** Opening Dataset content block **

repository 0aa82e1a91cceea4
use std::env;
use std::fs;
use std::path::Path;

/// Кладёт config.toml из корня workspace рядом с бинарником (target/<profile>)
fn main() {
    println!("cargo:rerun-if-changed=../../config.toml");

    let out_dir = env::var("OUT_DIR").expect("OUT_DIR is set by cargo");
    let profile = env::var("PROFILE").expect("PROFILE is set by cargo");

    // OUT_DIR: target/<profile>/build/backend-xxx/out
    let Some(target_dir) = Path::new(&out_dir)
        .ancestors()
        .find(|p| p.ends_with(&profile))
    else {
        println!("cargo:warning=target profile directory not found, config.toml not copied");
        return;
    };

    let source = Path::new(env!("CARGO_MANIFEST_DIR")).join("../../config.toml");
    if !source.exists() {
        println!("cargo:warning=config.toml not found, backend uses embedded default");
        return;
    }

    let dest = target_dir.join("config.toml");
    if let Err(e) = fs::copy(&source, &dest) {
        panic!("Failed to copy config.toml to {}: {}", dest.display(), e);
    }
}
use super::status::{display_of, OrderStatus, StatusCategory};

/// Действие над заказом, доступное из текущей категории статуса
#[derive(Debug, Clone, Copy, PartialEq, Eq)]
pub struct StatusAction {
    pub target: OrderStatus,
    pub label: &'static str,
    /// Необратимое для пользователя действие (кнопка в опасном стиле)
    pub destructive: bool,
}

const IN_PROGRESS_ACTIONS: [StatusAction; 2] = [
    StatusAction {
        target: OrderStatus::Versendet,
        label: "Bestätigen",
        destructive: false,
    },
    StatusAction {
        target: OrderStatus::Storniert,
        label: "Stornieren",
        destructive: true,
    },
];

const SENT_ACTIONS: [StatusAction; 2] = [
    StatusAction {
        target: OrderStatus::Geliefert,
        label: "Als geliefert markieren",
        destructive: false,
    },
    StatusAction {
        target: OrderStatus::InBearbeitung,
        label: "Zurück",
        destructive: false,
    },
];

const CANCELED_ACTIONS: [StatusAction; 1] = [StatusAction {
    target: OrderStatus::InBearbeitung,
    label: "Zurück",
    destructive: false,
}];

/// Допустимые действия для категории, в порядке отображения.
/// `Delivered` терминальная категория: список пуст.
pub fn legal_actions(category: StatusCategory) -> &'static [StatusAction] {
    match category {
        StatusCategory::InProgress => &IN_PROGRESS_ACTIONS,
        StatusCategory::Sent => &SENT_ACTIONS,
        StatusCategory::Canceled => &CANCELED_ACTIONS,
        StatusCategory::Delivered => &[],
    }
}

/// Можно ли перевести заказ с кодом `current_code` в `target`
pub fn is_legal(current_code: &str, target: OrderStatus) -> bool {
    legal_actions(display_of(current_code).category)
        .iter()
        .any(|action| action.target == target)
}

/// Известные коды статусов, из которых разрешён переход в `target`
pub fn source_codes(target: OrderStatus) -> Vec<&'static str> {
    OrderStatus::all()
        .into_iter()
        .map(|s| s.code())
        .filter(|code| is_legal(code, target))
        .collect()
}
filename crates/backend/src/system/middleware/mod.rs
pub mod request_logger;
use chrono::{DateTime, Utc};
use serde::{Deserialize, Serialize};

use super::status::{display_of, StatusDisplay};

/// Партнёр (магазин), оформивший заказ. Только для отображения.
#[derive(Debug, Clone, PartialEq, Serialize, Deserialize)]
pub struct PartnerRef {
    pub id: String,
    pub name: String,
    #[serde(default, skip_serializing_if = "Option::is_none")]
    pub email: Option<String>,
}

/// Заказ магазина в обзоре (store overview)
///
/// Меняется на клиенте только `status`, остальные поля лишь отображаются.
#[derive(Debug, Clone, PartialEq, Serialize, Deserialize)]
#[serde(rename_all = "camelCase")]
pub struct StoreOrder {
    pub id: String,
    /// Код статуса. Строка, а не `OrderStatus`: backend может прислать
    /// неизвестный код, он должен отобразиться, а не сломать разбор ответа.
    pub status: String,
    pub created_at: DateTime<Utc>,
    #[serde(default)]
    pub partner: Option<PartnerRef>,
    #[serde(default)]
    pub size: Option<String>,
    #[serde(default)]
    pub length: Option<String>,
    #[serde(default)]
    pub quantity: i32,
}

impl StoreOrder {
    pub fn status_display(&self) -> StatusDisplay {
        display_of(&self.status)
    }

    pub fn partner_name(&self) -> &str {
        self.partner.as_ref().map(|p| p.name.as_str()).unwrap_or("-")
    }
}
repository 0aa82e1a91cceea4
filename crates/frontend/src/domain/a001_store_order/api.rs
use async_trait::async_trait;
use contracts::shared::api::{
    StoreOverviewQuery, StoreOverviewResponse, UpdateOverviewStatusRequest,
    UpdateOverviewStatusResponse, STORE_OVERVIEW_PATH, UPDATE_OVERVIEW_STATUS_PATH,
};
use gloo_net::http::{Request, Response};

use crate::shared::api_utils::api_url;

#[derive(Debug, Clone, PartialEq, thiserror::Error)]
pub enum ApiError {
    #[error("Failed to send request: {0}")]
    Network(String),
    #[error("Server error: {status}")]
    Status { status: u16, message: Option<String> },
    #[error("Failed to parse response: {0}")]
    Decode(String),
    #[error("Failed to serialize request: {0}")]
    Encode(String),
}

impl ApiError {
    /// Сообщение, которое прислал сервер в теле ответа (если есть)
    pub fn server_message(&self) -> Option<&str> {
        match self {
            ApiError::Status {
                message: Some(m), ..
            } => Some(m.as_str()),
            _ => None,
        }
    }
}

/// REST API обзора заказов. Отдельный трейт, чтобы workflow можно было
/// гонять в тестах без браузера.
#[async_trait(?Send)]
pub trait OrderApi {
    async fn fetch_overview(
        &self,
        query: &StoreOverviewQuery,
    ) -> Result<StoreOverviewResponse, ApiError>;

    async fn update_status(
        &self,
        request: &UpdateOverviewStatusRequest,
    ) -> Result<UpdateOverviewStatusResponse, ApiError>;
}

/// Реализация поверх gloo-net (fetch API браузера)
#[derive(Debug, Clone, Default)]
pub struct HttpOrderApi;

impl HttpOrderApi {
    pub fn new() -> Self {
        Self
    }
}

/// Достаёт поле `message` из тела ответа с ошибкой
async fn error_from_response(response: Response) -> ApiError {
    let status = response.status();
    let message = response
        .json::<serde_json::Value>()
        .await
        .ok()
        .and_then(|body| body.get("message")?.as_str().map(String::from));
    ApiError::Status { status, message }
}

#[async_trait(?Send)]
impl OrderApi for HttpOrderApi {
    async fn fetch_overview(
        &self,
        query: &StoreOverviewQuery,
    ) -> Result<StoreOverviewResponse, ApiError> {
        let qs = serde_qs::to_string(query).map_err(|e| ApiError::Encode(e.to_string()))?;
        let url = format!("{}?{}", api_url(STORE_OVERVIEW_PATH), qs);

        let response = Request::get(&url)
            .send()
            .await
            .map_err(|e| ApiError::Network(e.to_string()))?;

        if !response.ok() {
            return Err(error_from_response(response).await);
        }

        response
            .json::<StoreOverviewResponse>()
            .await
            .map_err(|e| ApiError::Decode(e.to_string()))
    }

    async fn update_status(
        &self,
        request: &UpdateOverviewStatusRequest,
    ) -> Result<UpdateOverviewStatusResponse, ApiError> {
        let response = Request::patch(&api_url(UPDATE_OVERVIEW_STATUS_PATH))
            .json(request)
            .map_err(|e| ApiError::Encode(e.to_string()))?
            .send()
            .await
            .map_err(|e| ApiError::Network(e.to_string()))?;

        if !response.ok() {
            return Err(error_from_response(response).await);
        }

        response
            .json::<UpdateOverviewStatusResponse>()
            .await
            .map_err(|e| ApiError::Decode(e.to_string()))
    }
}

#[cfg(test)]
mod tests {
    use super::*;

    #[test]
    fn test_server_message() {
        let err = ApiError::Status {
            status: 400,
            message: Some("Unbekannter Status: X".into()),
        };
        assert_eq!(err.server_message(), Some("Unbekannter Status: X"));
        assert_eq!(ApiError::Network("offline".into()).server_message(), None);
        assert_eq!(
            ApiError::Status {
                status: 502,
                message: None
            }
            .server_message(),
            None
        );
    }

    #[test]
    fn test_query_string() {
        let qs = serde_qs::to_string(&StoreOverviewQuery::new(2, 10, "Berg")).unwrap();
        assert_eq!(qs, "page=2&limit=10&search=Berg");
        let qs = serde_qs::to_string(&StoreOverviewQuery::new(1, 10, "")).unwrap();
        assert_eq!(qs, "page=1&limit=10");
    }
}
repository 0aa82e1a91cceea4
pub mod pagination_controls;
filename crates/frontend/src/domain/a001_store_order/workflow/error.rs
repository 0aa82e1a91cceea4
/// Ошибки workflow статусов. Наружу не пробрасываются: превращаются
/// в откат состояния и одно уведомление для пользователя.
#[derive(Debug, Clone, PartialEq, Eq, thiserror::Error)]
pub enum WorkflowError {
    #[error("Bestellung {0} wurde nicht gefunden")]
    OrderNotFound(String),
    #[error("Statuswechsel von {from} nach {to} ist nicht erlaubt")]
    IllegalTransition {
        order_id: String,
        from: String,
        to: String,
    },
    #[error("{0}")]
    RemoteUpdate(String),
    #[error("{0}")]
    RemoteFetch(String),
}

/// Общий текст, если сервер не прислал сообщение
pub const UPDATE_FAILED_FALLBACK: &str = "Status konnte nicht aktualisiert werden";
pub const FETCH_FAILED_FALLBACK: &str = "Bestellungen konnten nicht geladen werden";
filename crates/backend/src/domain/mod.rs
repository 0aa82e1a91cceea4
pub mod a001_store_order;
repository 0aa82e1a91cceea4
pub mod config;
pub mod data;
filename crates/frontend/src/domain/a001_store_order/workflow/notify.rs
#[derive(Debug, Clone, Copy, PartialEq, Eq)]
pub enum NoticeKind {
    Success,
    Error,
}

/// Уведомление для пользователя (toast / message bar)
#[derive(Debug, Clone, PartialEq, Eq)]
pub struct Notification {
    pub kind: NoticeKind,
    pub message: String,
}

impl Notification {
    pub fn success(message: impl Into<String>) -> Self {
        Self {
            kind: NoticeKind::Success,
            message: message.into(),
        }
    }

    pub fn error(message: impl Into<String>) -> Self {
        Self {
            kind: NoticeKind::Error,
            message: message.into(),
        }
    }
}

/// Куда отправлять уведомления. В UI это сигнал с message bar,
/// в тестах просто запись в вектор.
pub trait Notifier {
    fn notify(&self, notification: Notification);
}
pub mod db;
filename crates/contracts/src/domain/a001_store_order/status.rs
use serde::{Deserialize, Serialize};

/// Статус заказа в том виде, в котором он передаётся между frontend и backend
#[derive(Debug, Clone, Copy, PartialEq, Eq, Hash, Serialize, Deserialize)]
pub enum OrderStatus {
    #[serde(rename = "In_bearbeitung")]
    InBearbeitung,
    #[serde(rename = "Versendet")]
    Versendet,
    #[serde(rename = "Geliefert")]
    Geliefert,
    #[serde(rename = "Storniert")]
    Storniert,
}

impl OrderStatus {
    /// Код статуса на проводе (строго совпадает с backend)
    pub fn code(&self) -> &'static str {
        match self {
            OrderStatus::InBearbeitung => "In_bearbeitung",
            OrderStatus::Versendet => "Versendet",
            OrderStatus::Geliefert => "Geliefert",
            OrderStatus::Storniert => "Storniert",
        }
    }

    /// Подпись для UI
    pub fn label(&self) -> &'static str {
        match self {
            OrderStatus::InBearbeitung => "In Bearbeitung",
            OrderStatus::Versendet => "Versendet",
            OrderStatus::Geliefert => "Geliefert",
            OrderStatus::Storniert => "Storniert",
        }
    }

    pub fn category(&self) -> StatusCategory {
        match self {
            OrderStatus::InBearbeitung => StatusCategory::InProgress,
            OrderStatus::Versendet => StatusCategory::Sent,
            OrderStatus::Geliefert => StatusCategory::Delivered,
            OrderStatus::Storniert => StatusCategory::Canceled,
        }
    }

    pub fn all() -> Vec<OrderStatus> {
        vec![
            OrderStatus::InBearbeitung,
            OrderStatus::Versendet,
            OrderStatus::Geliefert,
            OrderStatus::Storniert,
        ]
    }

    /// Парсинг из кода; неизвестный код -> None
    pub fn from_code(code: &str) -> Option<Self> {
        match code {
            "In_bearbeitung" => Some(OrderStatus::InBearbeitung),
            "Versendet" => Some(OrderStatus::Versendet),
            "Geliefert" => Some(OrderStatus::Geliefert),
            "Storniert" => Some(OrderStatus::Storniert),
            _ => None,
        }
    }
}

impl std::fmt::Display for OrderStatus {
    fn fmt(&self, f: &mut std::fmt::Formatter<'_>) -> std::fmt::Result {
        write!(f, "{}", self.code())
    }
}

/// Категория статуса для UI. Не хранится, всегда выводится из кода.
#[derive(Debug, Clone, Copy, PartialEq, Eq, Hash, Serialize, Deserialize)]
#[serde(rename_all = "snake_case")]
pub enum StatusCategory {
    InProgress,
    Sent,
    Delivered,
    Canceled,
}

impl StatusCategory {
    pub fn as_str(&self) -> &'static str {
        match self {
            StatusCategory::InProgress => "in_progress",
            StatusCategory::Sent => "sent",
            StatusCategory::Delivered => "delivered",
            StatusCategory::Canceled => "canceled",
        }
    }

    pub fn all() -> Vec<StatusCategory> {
        vec![
            StatusCategory::InProgress,
            StatusCategory::Sent,
            StatusCategory::Delivered,
            StatusCategory::Canceled,
        ]
    }
}

/// Отображение статуса: подпись + категория
#[derive(Debug, Clone, PartialEq, Eq)]
pub struct StatusDisplay {
    pub label: String,
    pub category: StatusCategory,
}

/// Перевести код статуса в подпись и категорию.
///
/// Функция тотальная: неизвестный код отображается как есть с категорией
/// `InProgress`. Такой случай пишется в лог как предупреждение, т.к. чаще всего
/// это опечатка на стороне backend.
pub fn display_of(code: &str) -> StatusDisplay {
    match OrderStatus::from_code(code) {
        Some(status) => StatusDisplay {
            label: status.label().to_string(),
            category: status.category(),
        },
        None => {
            log::warn!("Unknown order status code '{}', displayed as in_progress", code);
            StatusDisplay {
                label: code.to_string(),
                category: StatusCategory::InProgress,
            }
        }
    }
}

/// Все коды, относящиеся к категории (для валидации и тестов)
pub fn codes_of(category: StatusCategory) -> Vec<&'static str> {
    OrderStatus::all()
        .into_iter()
        .filter(|s| s.category() == category)
        .map(|s| s.code())
        .collect()
}
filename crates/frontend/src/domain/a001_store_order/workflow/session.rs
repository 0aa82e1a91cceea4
use std::cell::Cell;
use std::rc::Rc;

/// Признак "страница ещё смонтирована". Закрывается при unmount,
/// после этого ответы сервера не применяются к состоянию.
#[derive(Debug, Clone)]
pub struct SessionToken(Rc<Cell<bool>>);

impl SessionToken {
    pub fn new() -> Self {
        Self(Rc::new(Cell::new(true)))
    }

    pub fn is_live(&self) -> bool {
        self.0.get()
    }

    pub fn close(&self) {
        self.0.set(false);
    }
}

impl Default for SessionToken {
    fn default() -> Self {
        Self::new()
    }
}

#[cfg(test)]
mod tests {
    use super::*;

    #[test]
    fn test_close_is_shared_between_clones() {
        let token = SessionToken::new();
        let clone = token.clone();
        assert!(clone.is_live());
        token.close();
        assert!(!clone.is_live());
    }
}
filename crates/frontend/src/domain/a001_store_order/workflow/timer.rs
use async_trait::async_trait;
use std::time::Duration;

/// Асинхронная пауза (для debounce поиска)
#[async_trait(?Send)]
pub trait Sleeper {
    async fn sleep(&self, duration: Duration);
}

/// Браузерный таймер через gloo-timers
#[derive(Debug, Clone, Copy, Default)]
pub struct GlooSleeper;

#[async_trait(?Send)]
impl Sleeper for GlooSleeper {
    async fn sleep(&self, duration: Duration) {
        let millis = duration.as_millis().min(u32::MAX as u128) as u32;
        gloo_timers::future::TimeoutFuture::new(millis).await;
    }
}
use crate::domain::a001_store_order::ui::StoreOverviewList;
use leptos::prelude::*;
use thaw::ConfigProvider;

#[component]
pub fn App() -> impl IntoView {
    view! {
        <ConfigProvider>
            <StoreOverviewList />
        </ConfigProvider>
    }
}
pub mod domain;
pub mod handlers;
pub mod routes;
pub mod shared;
pub mod system;

#[tokio::main]
async fn main() -> anyhow::Result<()> {
    use axum::http::{header, Method};
    use std::net::SocketAddr;
    use tokio::net::TcpListener;
    use tower_http::cors::{Any, CorsLayer};

    system::tracing::initialize()?;

    let config = shared::config::load_config()?;

    let db_path = shared::config::get_database_path(&config);
    shared::data::db::initialize_database(&db_path)
        .await
        .map_err(|e| anyhow::anyhow!("db init failed: {e}"))?;

    let cors = CorsLayer::new()
        .allow_origin(Any)
        .allow_methods([
            Method::GET,
            Method::POST,
            Method::PATCH,
            Method::OPTIONS,
        ])
        .allow_headers([header::CONTENT_TYPE, header::ACCEPT, header::AUTHORIZATION]);

    let app = routes::configure_routes().layer(cors);

    let addr: SocketAddr = format!("{}:{}", config.server.host, config.server.port)
        .parse()
        .map_err(|e| anyhow::anyhow!("invalid server address: {e}"))?;

    tracing::info!("Attempting to bind server to http://{}", addr);
    let listener = match TcpListener::bind(addr).await {
        Ok(listener) => {
            tracing::info!("Server successfully bound to {}", addr);
            listener
        }
        Err(e) => {
            if e.kind() == std::io::ErrorKind::AddrInUse {
                tracing::error!(
                    "Error: Port {} is already in use. Please ensure no other process is using this port.",
                    config.server.port
                );
            } else {
                tracing::error!("Failed to bind to port {}. Error: {}", config.server.port, e);
            }
            return Err(e.into());
        }
    };

    axum::serve(listener, app).await?;

    Ok(())
}
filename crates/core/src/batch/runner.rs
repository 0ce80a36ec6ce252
//! In-process batch substrate.
//!
//! Reads input splits sequentially, maps records on a rayon pool, groups
//! pairs by key in a `BTreeMap`, reduces groups on the same pool and writes
//! one line per group in key order. Values of a key keep the order of
//! (input split, line, emission), so a run is deterministic.

use crate::batch::input::InputSplit;
use crate::batch::job::Job;
use crate::batch::stats::JobStats;
use crate::config::DEFAULT_WORKERS;
use crate::error::{IndexError, Result};
use crate::record::{decode_line, RawRecord};
use rayon::prelude::*;
use std::collections::BTreeMap;
use std::io::Write;
use std::time::Instant;

/// Runs [`Job`]s over in-memory input splits.
#[derive(Debug, Clone)]
pub struct LocalRunner {
    workers: usize,
}

impl Default for LocalRunner {
    fn default() -> Self {
        Self::new(DEFAULT_WORKERS)
    }
}

impl LocalRunner {
    /// `workers` threads for the map and reduce phases; 0 = one per core.
    pub fn new(workers: usize) -> Self {
        Self { workers }
    }

    /// Run `job` over `inputs`, writing output lines to `sink`.
    ///
    /// Malformed and undecodable lines are skipped and counted in the
    /// returned stats. I/O errors on the sink abort the run.
    pub fn run<J, W>(&self, job: &J, inputs: &[InputSplit], sink: &mut W) -> Result<JobStats>
    where
        J: Job,
        W: Write,
    {
        let started = Instant::now();
        let pool = rayon::ThreadPoolBuilder::new()
            .num_threads(self.workers)
            .build()
            .map_err(|e| IndexError::Configuration(format!("cannot start worker pool: {e}")))?;

        let mut stats = JobStats::default();
        let records = read_records(job, inputs, &mut stats);
        stats.records_mapped = records.len();

        let mapped: Vec<Vec<(String, J::Value)>> =
            pool.install(|| records.par_iter().map(|r| job.map(r)).collect());

        let mut groups: BTreeMap<String, Vec<J::Value>> = BTreeMap::new();
        for (key, value) in mapped.into_iter().flatten() {
            stats.pairs_emitted += 1;
            groups.entry(key).or_default().push(value);
        }
        stats.groups_reduced = groups.len();

        let groups: Vec<(String, Vec<J::Value>)> = groups.into_iter().collect();
        let outputs: Vec<J::Output> = pool.install(|| {
            groups
                .into_par_iter()
                .map(|(key, values)| job.reduce(key, values))
                .collect()
        });

        for output in &outputs {
            writeln!(sink, "{output}")?;
        }
        sink.flush()?;

        stats.publish(job.name());
        tracing::info!(
            job = job.name(),
            inputs = inputs.len(),
            records = stats.records_mapped,
            rejected = stats.rejected(),
            pairs = stats.pairs_emitted,
            groups = stats.groups_reduced,
            elapsed_ms = started.elapsed().as_millis() as u64,
            "Job completed"
        );
        Ok(stats)
    }
}

fn read_records<J: Job>(job: &J, inputs: &[InputSplit], stats: &mut JobStats) -> Vec<RawRecord> {
    let mut records = Vec::new();
    for split in inputs {
        for (line, bytes) in split.lines() {
            stats.records_read += 1;
            let parsed = decode_line(&split.name, line, bytes)
                .and_then(|raw| job.parse(&split.name, line, raw));
            match parsed {
                Ok(record) => records.push(record),
                Err(e) => {
                    tracing::warn!(source_file = %split.name, line, "Skipping record: {}", e);
                    stats.record_rejection(job.name(), &e);
                }
            }
        }
    }
    records
}
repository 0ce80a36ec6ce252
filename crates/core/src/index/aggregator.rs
//! Folds all postings of one term into a single index record.

use crate::config::OUTPUT_KEY_VALUE_SEPARATOR;
use crate::error::IndexError;
use crate::index::posting::{PostingId, PostingList};
use std::fmt;
use std::str::FromStr;

/// One line of the inverted index: a term and every place it occurs.
#[derive(Debug, Clone, PartialEq, Eq)]
pub struct IndexEntry {
    pub term: String,
    pub postings: PostingList,
}

impl fmt::Display for IndexEntry {
    /// `<term>\t<posting>,<posting>,...`
    fn fmt(&self, f: &mut fmt::Formatter<'_>) -> fmt::Result {
        write!(
            f,
            "{}{}{}",
            self.term, OUTPUT_KEY_VALUE_SEPARATOR, self.postings
        )
    }
}

impl FromStr for IndexEntry {
    type Err = IndexError;

    fn from_str(s: &str) -> Result<Self, Self::Err> {
        let (term, postings) = s
            .split_once(OUTPUT_KEY_VALUE_SEPARATOR)
            .ok_or_else(|| IndexError::InvalidPosting(s.to_string()))?;
        Ok(Self {
            term: term.to_string(),
            postings: postings.parse()?,
        })
    }
}

/// Aggregate typed postings, keeping their delivery order.
pub fn aggregate<'a, I>(term: impl Into<String>, postings: I) -> IndexEntry
where
    I: IntoIterator<Item = &'a PostingId>,
{
    IndexEntry {
        term: term.into(),
        postings: postings.into_iter().collect(),
    }
}

/// Aggregate serialized postings as delivered by a string-typed grouping
/// stage. Empty values are skipped.
pub fn aggregate_serialized<I, S>(term: impl Into<String>, postings: I) -> IndexEntry
where
    I: IntoIterator<Item = S>,
    S: AsRef<str>,
{
    let mut list = PostingList::new();
    for posting in postings {
        list.push_serialized(posting.as_ref());
    }
    IndexEntry {
        term: term.into(),
        postings: list,
    }
}
//! Inverted index: postings, per-term aggregation, the batch job and an
//! in-memory index.

/// Folds a term's postings into one `IndexEntry`.
pub mod aggregator;
/// In-memory term → postings map.
pub mod inverted_index;
/// The inverted index as a `Job`.
pub mod job;
/// `PostingId` and `PostingList`.
pub mod posting;

pub use aggregator::{aggregate, aggregate_serialized, IndexEntry};
pub use inverted_index::InvertedIndex;
pub use job::InvertedIndexJob;
pub use posting::{PostingId, PostingList};
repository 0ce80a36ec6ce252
//! The inverted index as a batch job.

use crate::analysis::stopwords::{StopwordFilter, StopwordSet};
use crate::analysis::tokenizer::tokenize;
use crate::batch::job::Job;
use crate::error::Result;
use crate::index::aggregator::{aggregate, IndexEntry};
use crate::index::posting::PostingId;
use crate::record::RawRecord;
use std::sync::Arc;

/// Maps records to `(term, posting)` pairs and folds each term's postings
/// into one [`IndexEntry`].
#[derive(Debug, Clone)]
pub struct InvertedIndexJob {
    stopwords: Arc<StopwordSet>,
}

impl InvertedIndexJob {
    pub fn new(stopwords: Arc<StopwordSet>) -> Self {
        Self { stopwords }
    }

    /// Load the filter's stopwords once and build the job around them.
    pub fn from_filter(filter: &StopwordFilter) -> Result<Self> {
        Ok(Self::new(filter.load()?))
    }
}

impl Job for InvertedIndexJob {
    type Value = PostingId;
    type Output = IndexEntry;

    fn name(&self) -> &'static str {
        "inverted_index"
    }

    fn map(&self, record: &RawRecord) -> Vec<(String, PostingId)> {
        tokenize(record, &self.stopwords)
            .into_iter()
            .map(|(term, posting)| (term.into_string(), posting))
            .collect()
    }

    fn reduce(&self, key: String, values: Vec<PostingId>) -> IndexEntry {
        aggregate(key, &values)
    }
}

** Closing Dataset content block **

Output only the number of lines above holding "core".

Result of the exercise -> 3